**PROBLEM DESCRIPTION**
Exactly as they appear below, repeat the lines from the one with "use clap::Parser;" through the one with "use std::path::PathBuf;", and no others.

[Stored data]
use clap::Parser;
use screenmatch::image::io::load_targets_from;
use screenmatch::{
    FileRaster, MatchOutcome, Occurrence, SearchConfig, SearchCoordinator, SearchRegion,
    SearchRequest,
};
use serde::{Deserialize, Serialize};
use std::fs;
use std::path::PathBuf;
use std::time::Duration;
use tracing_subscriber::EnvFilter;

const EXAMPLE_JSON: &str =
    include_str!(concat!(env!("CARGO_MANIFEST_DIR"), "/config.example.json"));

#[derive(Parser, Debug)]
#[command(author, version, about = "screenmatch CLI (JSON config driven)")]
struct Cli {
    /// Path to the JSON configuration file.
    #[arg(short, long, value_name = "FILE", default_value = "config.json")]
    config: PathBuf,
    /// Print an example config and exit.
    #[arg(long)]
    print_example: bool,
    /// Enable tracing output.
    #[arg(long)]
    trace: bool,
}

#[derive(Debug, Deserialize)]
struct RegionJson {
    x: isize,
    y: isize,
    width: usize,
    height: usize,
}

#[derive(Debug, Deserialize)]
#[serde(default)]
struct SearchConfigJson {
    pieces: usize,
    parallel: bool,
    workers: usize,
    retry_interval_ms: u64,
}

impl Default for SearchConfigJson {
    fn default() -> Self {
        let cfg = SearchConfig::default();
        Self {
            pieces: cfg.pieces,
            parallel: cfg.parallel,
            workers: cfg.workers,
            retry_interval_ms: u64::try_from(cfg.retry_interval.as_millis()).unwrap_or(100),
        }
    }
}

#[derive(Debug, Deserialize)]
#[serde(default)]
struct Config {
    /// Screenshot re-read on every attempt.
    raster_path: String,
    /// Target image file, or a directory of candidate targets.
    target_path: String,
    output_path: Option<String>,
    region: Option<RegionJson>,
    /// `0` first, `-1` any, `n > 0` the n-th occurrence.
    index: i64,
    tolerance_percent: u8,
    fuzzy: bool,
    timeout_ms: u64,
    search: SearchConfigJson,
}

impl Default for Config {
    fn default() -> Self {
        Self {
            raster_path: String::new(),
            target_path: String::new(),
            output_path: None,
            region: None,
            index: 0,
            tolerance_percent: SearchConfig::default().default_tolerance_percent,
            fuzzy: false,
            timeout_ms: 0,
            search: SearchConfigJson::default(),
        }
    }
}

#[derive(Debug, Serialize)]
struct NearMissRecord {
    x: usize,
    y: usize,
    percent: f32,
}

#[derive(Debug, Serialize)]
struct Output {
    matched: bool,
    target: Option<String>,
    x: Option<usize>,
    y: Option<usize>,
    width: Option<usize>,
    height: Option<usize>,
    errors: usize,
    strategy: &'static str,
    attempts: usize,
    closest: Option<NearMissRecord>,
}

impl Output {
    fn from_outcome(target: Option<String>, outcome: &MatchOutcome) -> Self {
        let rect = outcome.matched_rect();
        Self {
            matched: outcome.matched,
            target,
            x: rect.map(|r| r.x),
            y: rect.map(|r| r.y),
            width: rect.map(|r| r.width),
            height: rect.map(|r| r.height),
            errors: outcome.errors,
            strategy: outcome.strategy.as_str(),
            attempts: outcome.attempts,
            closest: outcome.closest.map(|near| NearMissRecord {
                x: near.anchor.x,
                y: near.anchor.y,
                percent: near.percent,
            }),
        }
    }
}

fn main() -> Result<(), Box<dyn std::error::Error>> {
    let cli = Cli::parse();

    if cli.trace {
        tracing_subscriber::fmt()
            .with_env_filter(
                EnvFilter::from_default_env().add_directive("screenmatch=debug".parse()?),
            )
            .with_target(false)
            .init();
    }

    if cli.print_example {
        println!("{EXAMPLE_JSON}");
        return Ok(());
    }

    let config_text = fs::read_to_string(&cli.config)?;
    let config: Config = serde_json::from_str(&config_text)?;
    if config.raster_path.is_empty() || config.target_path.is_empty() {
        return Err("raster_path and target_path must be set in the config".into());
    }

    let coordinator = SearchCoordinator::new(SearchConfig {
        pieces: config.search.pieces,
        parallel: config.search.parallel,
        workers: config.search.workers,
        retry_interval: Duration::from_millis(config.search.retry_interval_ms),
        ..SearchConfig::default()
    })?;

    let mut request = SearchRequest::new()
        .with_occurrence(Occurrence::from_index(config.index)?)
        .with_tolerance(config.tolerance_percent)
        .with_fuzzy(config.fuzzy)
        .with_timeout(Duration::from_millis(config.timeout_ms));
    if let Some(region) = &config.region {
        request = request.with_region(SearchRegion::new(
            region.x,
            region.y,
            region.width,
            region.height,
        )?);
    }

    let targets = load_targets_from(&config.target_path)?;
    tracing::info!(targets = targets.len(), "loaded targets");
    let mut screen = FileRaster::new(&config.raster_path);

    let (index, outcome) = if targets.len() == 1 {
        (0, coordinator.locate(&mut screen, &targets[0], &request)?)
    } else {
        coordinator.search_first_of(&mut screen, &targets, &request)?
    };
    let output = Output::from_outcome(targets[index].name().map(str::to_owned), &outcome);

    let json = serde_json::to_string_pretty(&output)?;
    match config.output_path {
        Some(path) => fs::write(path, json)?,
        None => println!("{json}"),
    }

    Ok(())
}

...

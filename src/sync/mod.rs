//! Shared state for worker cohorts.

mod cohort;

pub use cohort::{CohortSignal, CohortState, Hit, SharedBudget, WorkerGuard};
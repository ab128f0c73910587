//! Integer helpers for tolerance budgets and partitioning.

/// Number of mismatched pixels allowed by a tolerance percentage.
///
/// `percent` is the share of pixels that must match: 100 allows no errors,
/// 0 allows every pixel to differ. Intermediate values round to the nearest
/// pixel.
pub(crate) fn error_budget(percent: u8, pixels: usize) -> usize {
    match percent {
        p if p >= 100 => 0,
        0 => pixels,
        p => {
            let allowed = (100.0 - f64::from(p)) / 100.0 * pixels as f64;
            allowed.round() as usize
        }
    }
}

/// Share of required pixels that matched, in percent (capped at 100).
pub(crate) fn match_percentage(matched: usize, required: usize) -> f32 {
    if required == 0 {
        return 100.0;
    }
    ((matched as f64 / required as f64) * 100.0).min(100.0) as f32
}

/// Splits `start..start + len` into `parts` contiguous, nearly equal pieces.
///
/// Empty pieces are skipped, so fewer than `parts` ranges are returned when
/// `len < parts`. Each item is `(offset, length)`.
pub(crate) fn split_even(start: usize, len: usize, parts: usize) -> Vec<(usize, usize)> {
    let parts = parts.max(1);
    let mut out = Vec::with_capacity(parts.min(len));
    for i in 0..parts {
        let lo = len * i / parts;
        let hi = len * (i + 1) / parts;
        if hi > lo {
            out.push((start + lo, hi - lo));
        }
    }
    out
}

**RESPONSE TO THIS TASK**
use clap::Parser;
use screenmatch::image::io::load_targets_from;
use screenmatch::{
    FileRaster, MatchOutcome, Occurrence, SearchConfig, SearchCoordinator, SearchRegion,
    SearchRequest,
};
use serde::{Deserialize, Serialize};
use std::fs;
use std::path::PathBuf;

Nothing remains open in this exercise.